* _To do_
What do the lines from the top of the data through the line with "for component types." say? Quote them exactly and include both ends.

* _Data for this exercise_
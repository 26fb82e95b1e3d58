//! Component trait and the global family registry.
//!
//! Every component type is assigned a dense integer *family* id at first
//! use, stable and monotone for the lifetime of the process. The family
//! indexes the registry's pool table and addresses one bit of a
//! [`ComponentMask`](crate::engine::types::ComponentMask).
//!
//! ## Design
//! - `by_type` maps `TypeId -> Family`; `by_id` stores a descriptor per
//!   assigned family for diagnostics.
//! - Ids are handed out sequentially until [`MAX_COMPONENTS`], after which
//!   registration is a fatal configuration error.
//!
//! ## Concurrency
//! The registry is a process-wide `RwLock`: concurrent lookups share the
//! read lock, first-use registration takes the write lock. The capacity
//! check releases the lock before panicking so the registry is never
//! poisoned by its own bound.

use std::any::{type_name, TypeId};
use std::collections::HashMap;
use std::sync::{OnceLock, RwLock};

use crate::engine::error::{FamilyCapacityError, RegistryError};
use crate::engine::types::{Family, MAX_COMPONENTS};

/// Marker trait for component types.
///
/// A component is a plain data record attached to at most one entity per
/// family. The bounds are the runtime's storage requirements:
///
/// - `Default` — pools grow by filling fresh slots with default values.
/// - `Clone` — [`create_copy_of`](crate::engine::entity::EntityRegistry::create_copy_of)
///   duplicates every component of the source entity.
/// - `Send + Sync + 'static` — components may be visited from worker
///   threads during parallel iteration.
///
/// The trait is blanket-implemented; any type meeting the bounds is a
/// component once it has been used with the registry.
pub trait Component: Send + Sync + Default + Clone + 'static {}

impl<T: Send + Sync + Default + Clone + 'static> Component for T {}

/// Describes a registered component family.
#[derive(Clone, Copy, Debug, PartialEq, Eq)]
pub struct FamilyDesc {
    /// The assigned dense id.
    pub family: Family,
    /// Rust type name, for diagnostics.
    pub name: &'static str,
    /// Runtime type id of the component.
    pub type_id: TypeId,
}

struct FamilyRegistry {
    next: Family,
    by_type: HashMap<TypeId, Family>,
    by_id: Vec<FamilyDesc>,
}

impl FamilyRegistry {
    fn lookup(&self, type_id: TypeId) -> Option<Family> {
        self.by_type.get(&type_id).copied()
    }

    fn register(&mut self, type_id: TypeId, name: &'static str) -> Result<Family, RegistryError> {
        if let Some(existing) = self.lookup(type_id) {
            return Ok(existing);
        }
        if self.next >= MAX_COMPONENTS {
            return Err(FamilyCapacityError {
                capacity: MAX_COMPONENTS,
            }
            .into());
        }
        let family = self.next;
        self.next += 1;
        self.by_type.insert(type_id, family);
        self.by_id.push(FamilyDesc {
            family,
            name,
            type_id,
        });
        Ok(family)
    }
}

static REGISTRY: OnceLock<RwLock<FamilyRegistry>> = OnceLock::new();

fn registry() -> &'static RwLock<FamilyRegistry> {
    REGISTRY.get_or_init(|| {
        RwLock::new(FamilyRegistry {
            next: 0,
            by_type: HashMap::new(),
            by_id: Vec::new(),
        })
    })
}

fn try_family(type_id: TypeId, name: &'static str) -> Result<Family, RegistryError> {
    {
        let reg = registry().read().map_err(|_| RegistryError::PoisonedLock)?;
        if let Some(family) = reg.lookup(type_id) {
            return Ok(family);
        }
    }
    let mut reg = registry().write().map_err(|_| RegistryError::PoisonedLock)?;
    reg.register(type_id, name)
}

/// Returns the family id of `C`, assigning one on first use.
///
/// Ids are dense, stable, and monotone in order of first use.
///
/// ## Panics
/// Panics with [`FamilyCapacityError`] if the number of distinct component
/// types would exceed [`MAX_COMPONENTS`], and with
/// [`RegistryError::PoisonedLock`] if the registry was poisoned by an
/// unrelated panic. Both are fatal configuration errors.
pub fn family_of<C: Component>() -> Family {
    match try_family(TypeId::of::<C>(), type_name::<C>()) {
        Ok(family) => family,
        Err(e) => panic!("{e}"),
    }
}

/// Returns the descriptor for an assigned family, if any.
pub fn family_desc(family: Family) -> Option<FamilyDesc> {
    let reg = registry().read().ok()?;
    reg.by_id.get(family).copied()
}

/// Returns the number of families assigned so far.
pub fn family_count() -> usize {
    registry().read().map(|reg| reg.next).unwrap_or(0)
}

* _Worked solution_
repository 26fb82e95b1e3d58
//! Component trait and the global family registry.
//!
//! Every component type is assigned a dense integer *family* id at first
//! use, stable and monotone for the lifetime of the process. The family
//! indexes the registry's pool table and addresses one bit of a
//! [`ComponentMask`](crate::engine::types::ComponentMask).
//!
//! ## Design
//! - `by_type` maps `TypeId -> Family`; `by_id` stores a descriptor per
//!   assigned family for diagnostics.
//! - Ids are handed out sequentially until [`MAX_COMPONENTS`], after which
//!   registration is a fatal configuration error.
//!
//! ## Concurrency
//! The registry is a process-wide `RwLock`: concurrent lookups share the
//! read lock, first-use registration takes the write lock. The capacity
//! check releases the lock before panicking so the registry is never
//! poisoned by its own bound.

use std::any::{type_name, TypeId};
use std::collections::HashMap;
use std::sync::{OnceLock, RwLock};

use crate::engine::error::{FamilyCapacityError, RegistryError};
use crate::engine::types::{Family, MAX_COMPONENTS};

/// Marker trait for component types.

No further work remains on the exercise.